→ Aim of the task
Search the records that follow and extract every line containing the string "matches".

[Saved data entries]
+===+

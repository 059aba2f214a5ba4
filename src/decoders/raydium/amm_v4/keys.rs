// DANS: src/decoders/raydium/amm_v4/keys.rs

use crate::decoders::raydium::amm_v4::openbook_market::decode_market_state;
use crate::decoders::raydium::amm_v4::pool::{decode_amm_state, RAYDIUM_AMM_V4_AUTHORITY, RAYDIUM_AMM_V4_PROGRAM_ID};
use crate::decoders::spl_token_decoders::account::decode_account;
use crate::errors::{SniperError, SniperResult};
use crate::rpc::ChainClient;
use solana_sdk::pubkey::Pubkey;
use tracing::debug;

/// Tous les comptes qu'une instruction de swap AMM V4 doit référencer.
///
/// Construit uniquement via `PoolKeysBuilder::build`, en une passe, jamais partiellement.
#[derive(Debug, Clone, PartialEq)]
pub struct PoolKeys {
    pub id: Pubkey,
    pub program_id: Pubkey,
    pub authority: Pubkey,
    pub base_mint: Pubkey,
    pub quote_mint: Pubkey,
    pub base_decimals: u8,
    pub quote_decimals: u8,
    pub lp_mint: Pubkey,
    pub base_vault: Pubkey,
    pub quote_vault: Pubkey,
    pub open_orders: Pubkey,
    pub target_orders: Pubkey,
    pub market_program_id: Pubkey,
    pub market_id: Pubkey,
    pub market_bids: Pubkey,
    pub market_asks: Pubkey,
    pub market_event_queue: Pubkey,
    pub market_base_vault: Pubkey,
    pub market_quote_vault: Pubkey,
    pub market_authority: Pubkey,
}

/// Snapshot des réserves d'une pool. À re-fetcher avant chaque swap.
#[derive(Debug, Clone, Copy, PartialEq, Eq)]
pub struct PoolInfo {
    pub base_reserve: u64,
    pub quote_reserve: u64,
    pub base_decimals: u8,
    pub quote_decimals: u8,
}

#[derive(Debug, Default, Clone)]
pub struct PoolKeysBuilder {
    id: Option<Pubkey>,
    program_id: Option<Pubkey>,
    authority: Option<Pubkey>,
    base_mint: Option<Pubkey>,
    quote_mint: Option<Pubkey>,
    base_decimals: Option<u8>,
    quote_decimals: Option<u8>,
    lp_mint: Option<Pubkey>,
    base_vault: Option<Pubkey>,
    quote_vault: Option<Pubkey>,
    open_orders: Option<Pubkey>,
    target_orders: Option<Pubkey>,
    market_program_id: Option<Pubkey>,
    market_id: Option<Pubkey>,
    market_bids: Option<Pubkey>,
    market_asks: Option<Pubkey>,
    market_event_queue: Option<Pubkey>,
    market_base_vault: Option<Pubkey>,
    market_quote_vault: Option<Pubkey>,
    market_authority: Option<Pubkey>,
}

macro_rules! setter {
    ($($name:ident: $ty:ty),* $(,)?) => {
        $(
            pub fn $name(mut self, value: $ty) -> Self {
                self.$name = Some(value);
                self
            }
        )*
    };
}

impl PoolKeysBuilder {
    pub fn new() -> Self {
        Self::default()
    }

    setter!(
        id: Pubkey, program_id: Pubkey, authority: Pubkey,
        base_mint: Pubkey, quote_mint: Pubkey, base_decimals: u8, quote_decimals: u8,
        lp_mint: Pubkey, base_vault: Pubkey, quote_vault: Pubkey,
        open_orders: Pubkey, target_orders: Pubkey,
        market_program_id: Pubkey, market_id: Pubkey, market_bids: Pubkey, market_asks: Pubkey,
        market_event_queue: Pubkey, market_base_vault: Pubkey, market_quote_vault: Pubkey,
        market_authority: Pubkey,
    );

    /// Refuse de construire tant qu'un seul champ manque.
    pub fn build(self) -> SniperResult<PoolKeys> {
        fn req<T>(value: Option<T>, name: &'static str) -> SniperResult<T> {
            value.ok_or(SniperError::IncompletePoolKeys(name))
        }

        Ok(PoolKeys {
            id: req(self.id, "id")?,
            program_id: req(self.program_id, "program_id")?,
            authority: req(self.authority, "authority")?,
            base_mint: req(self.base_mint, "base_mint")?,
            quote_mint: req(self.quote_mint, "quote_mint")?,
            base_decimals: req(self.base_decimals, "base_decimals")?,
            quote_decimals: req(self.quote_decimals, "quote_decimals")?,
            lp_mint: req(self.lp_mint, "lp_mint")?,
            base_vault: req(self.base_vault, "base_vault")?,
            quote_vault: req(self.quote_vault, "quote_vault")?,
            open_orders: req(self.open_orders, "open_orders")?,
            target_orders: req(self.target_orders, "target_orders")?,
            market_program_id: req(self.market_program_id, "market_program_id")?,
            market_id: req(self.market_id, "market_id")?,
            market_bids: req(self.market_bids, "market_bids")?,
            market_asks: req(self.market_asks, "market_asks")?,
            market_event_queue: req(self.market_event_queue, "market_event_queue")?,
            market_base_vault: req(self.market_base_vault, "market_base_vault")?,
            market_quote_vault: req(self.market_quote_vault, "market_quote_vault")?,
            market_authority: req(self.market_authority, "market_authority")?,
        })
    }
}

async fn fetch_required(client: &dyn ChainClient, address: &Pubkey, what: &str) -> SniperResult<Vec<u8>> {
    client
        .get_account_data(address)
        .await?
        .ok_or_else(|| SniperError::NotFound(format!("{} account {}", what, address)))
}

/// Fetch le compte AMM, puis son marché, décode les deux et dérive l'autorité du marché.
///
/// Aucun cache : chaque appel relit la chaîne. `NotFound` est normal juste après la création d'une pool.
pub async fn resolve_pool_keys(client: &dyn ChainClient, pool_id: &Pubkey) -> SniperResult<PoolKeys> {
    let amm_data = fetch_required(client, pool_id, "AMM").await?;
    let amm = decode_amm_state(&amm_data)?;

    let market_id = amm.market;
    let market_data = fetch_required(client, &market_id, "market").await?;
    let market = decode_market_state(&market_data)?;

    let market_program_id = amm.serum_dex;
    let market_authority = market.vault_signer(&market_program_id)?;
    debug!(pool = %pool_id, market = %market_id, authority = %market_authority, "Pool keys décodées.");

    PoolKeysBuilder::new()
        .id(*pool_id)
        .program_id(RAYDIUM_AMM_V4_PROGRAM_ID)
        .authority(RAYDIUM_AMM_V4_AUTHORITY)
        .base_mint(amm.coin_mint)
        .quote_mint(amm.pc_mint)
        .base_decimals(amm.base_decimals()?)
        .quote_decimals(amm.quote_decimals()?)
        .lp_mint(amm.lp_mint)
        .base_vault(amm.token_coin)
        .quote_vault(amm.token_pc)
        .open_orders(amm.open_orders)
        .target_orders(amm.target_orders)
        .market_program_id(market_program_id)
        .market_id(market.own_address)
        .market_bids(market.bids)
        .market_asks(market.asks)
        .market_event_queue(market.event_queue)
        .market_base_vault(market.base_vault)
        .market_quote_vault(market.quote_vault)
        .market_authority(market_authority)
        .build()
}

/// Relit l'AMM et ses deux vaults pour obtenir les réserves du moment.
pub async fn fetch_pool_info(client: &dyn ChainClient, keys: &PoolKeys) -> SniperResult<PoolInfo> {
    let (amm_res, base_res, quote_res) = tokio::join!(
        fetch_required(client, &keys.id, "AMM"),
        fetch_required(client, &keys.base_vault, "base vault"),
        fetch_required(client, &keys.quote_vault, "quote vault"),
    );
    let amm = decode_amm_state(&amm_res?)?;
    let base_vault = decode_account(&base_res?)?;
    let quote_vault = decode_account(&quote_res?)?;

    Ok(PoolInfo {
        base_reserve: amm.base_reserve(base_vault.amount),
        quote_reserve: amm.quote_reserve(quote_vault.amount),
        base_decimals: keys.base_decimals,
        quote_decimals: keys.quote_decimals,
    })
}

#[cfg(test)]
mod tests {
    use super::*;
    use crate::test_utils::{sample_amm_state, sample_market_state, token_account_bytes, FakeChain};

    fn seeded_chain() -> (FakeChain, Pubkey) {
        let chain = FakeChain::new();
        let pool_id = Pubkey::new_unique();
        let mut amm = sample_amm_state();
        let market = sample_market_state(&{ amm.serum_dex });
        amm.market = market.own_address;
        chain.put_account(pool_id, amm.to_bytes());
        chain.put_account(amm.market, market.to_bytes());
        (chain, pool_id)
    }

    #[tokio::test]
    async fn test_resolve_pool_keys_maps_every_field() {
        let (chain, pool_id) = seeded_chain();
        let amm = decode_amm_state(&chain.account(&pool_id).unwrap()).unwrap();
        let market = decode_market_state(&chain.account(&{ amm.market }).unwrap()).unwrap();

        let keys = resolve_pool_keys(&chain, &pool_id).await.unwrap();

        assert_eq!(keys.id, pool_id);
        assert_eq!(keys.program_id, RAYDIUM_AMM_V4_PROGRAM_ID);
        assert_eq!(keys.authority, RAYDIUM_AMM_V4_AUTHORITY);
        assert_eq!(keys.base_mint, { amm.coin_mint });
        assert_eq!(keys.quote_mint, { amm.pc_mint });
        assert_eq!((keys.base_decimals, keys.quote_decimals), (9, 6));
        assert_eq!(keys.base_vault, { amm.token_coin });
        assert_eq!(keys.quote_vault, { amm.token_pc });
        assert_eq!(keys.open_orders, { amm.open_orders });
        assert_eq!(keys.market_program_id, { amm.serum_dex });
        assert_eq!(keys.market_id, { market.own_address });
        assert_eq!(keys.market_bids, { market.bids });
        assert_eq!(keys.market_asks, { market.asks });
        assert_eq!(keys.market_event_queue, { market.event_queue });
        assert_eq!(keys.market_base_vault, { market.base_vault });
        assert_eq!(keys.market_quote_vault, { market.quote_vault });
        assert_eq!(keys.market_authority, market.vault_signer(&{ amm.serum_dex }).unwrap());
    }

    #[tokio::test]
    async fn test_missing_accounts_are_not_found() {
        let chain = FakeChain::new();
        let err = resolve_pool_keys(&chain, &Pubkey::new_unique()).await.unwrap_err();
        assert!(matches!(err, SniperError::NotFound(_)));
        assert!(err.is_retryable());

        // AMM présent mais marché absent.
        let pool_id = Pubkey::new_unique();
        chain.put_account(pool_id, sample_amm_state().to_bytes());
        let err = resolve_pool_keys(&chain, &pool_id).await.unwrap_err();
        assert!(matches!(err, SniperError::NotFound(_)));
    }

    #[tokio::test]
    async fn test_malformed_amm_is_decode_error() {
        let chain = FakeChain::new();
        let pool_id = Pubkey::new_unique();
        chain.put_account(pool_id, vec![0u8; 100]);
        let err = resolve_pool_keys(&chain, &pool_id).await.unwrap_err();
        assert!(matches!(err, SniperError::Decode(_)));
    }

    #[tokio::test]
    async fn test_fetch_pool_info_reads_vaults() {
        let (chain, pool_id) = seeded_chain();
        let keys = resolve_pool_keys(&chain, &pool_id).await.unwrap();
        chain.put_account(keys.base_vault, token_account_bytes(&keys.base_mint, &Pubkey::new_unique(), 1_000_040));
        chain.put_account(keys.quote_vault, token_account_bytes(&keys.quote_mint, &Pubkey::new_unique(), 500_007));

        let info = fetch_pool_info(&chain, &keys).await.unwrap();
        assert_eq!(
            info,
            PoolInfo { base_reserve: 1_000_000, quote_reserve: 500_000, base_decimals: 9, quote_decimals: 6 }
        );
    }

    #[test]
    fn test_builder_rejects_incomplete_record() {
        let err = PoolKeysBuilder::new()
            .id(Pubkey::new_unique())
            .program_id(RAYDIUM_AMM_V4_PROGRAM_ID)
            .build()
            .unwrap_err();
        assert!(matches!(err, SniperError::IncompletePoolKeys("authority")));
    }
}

+===+

→ Expected answer
        assert!(matches!(err, SniperError::NotFound(_)));
        assert!(matches!(err, SniperError::NotFound(_)));
        assert!(matches!(err, SniperError::Decode(_)));
        assert!(matches!(err, SniperError::IncompletePoolKeys("authority")));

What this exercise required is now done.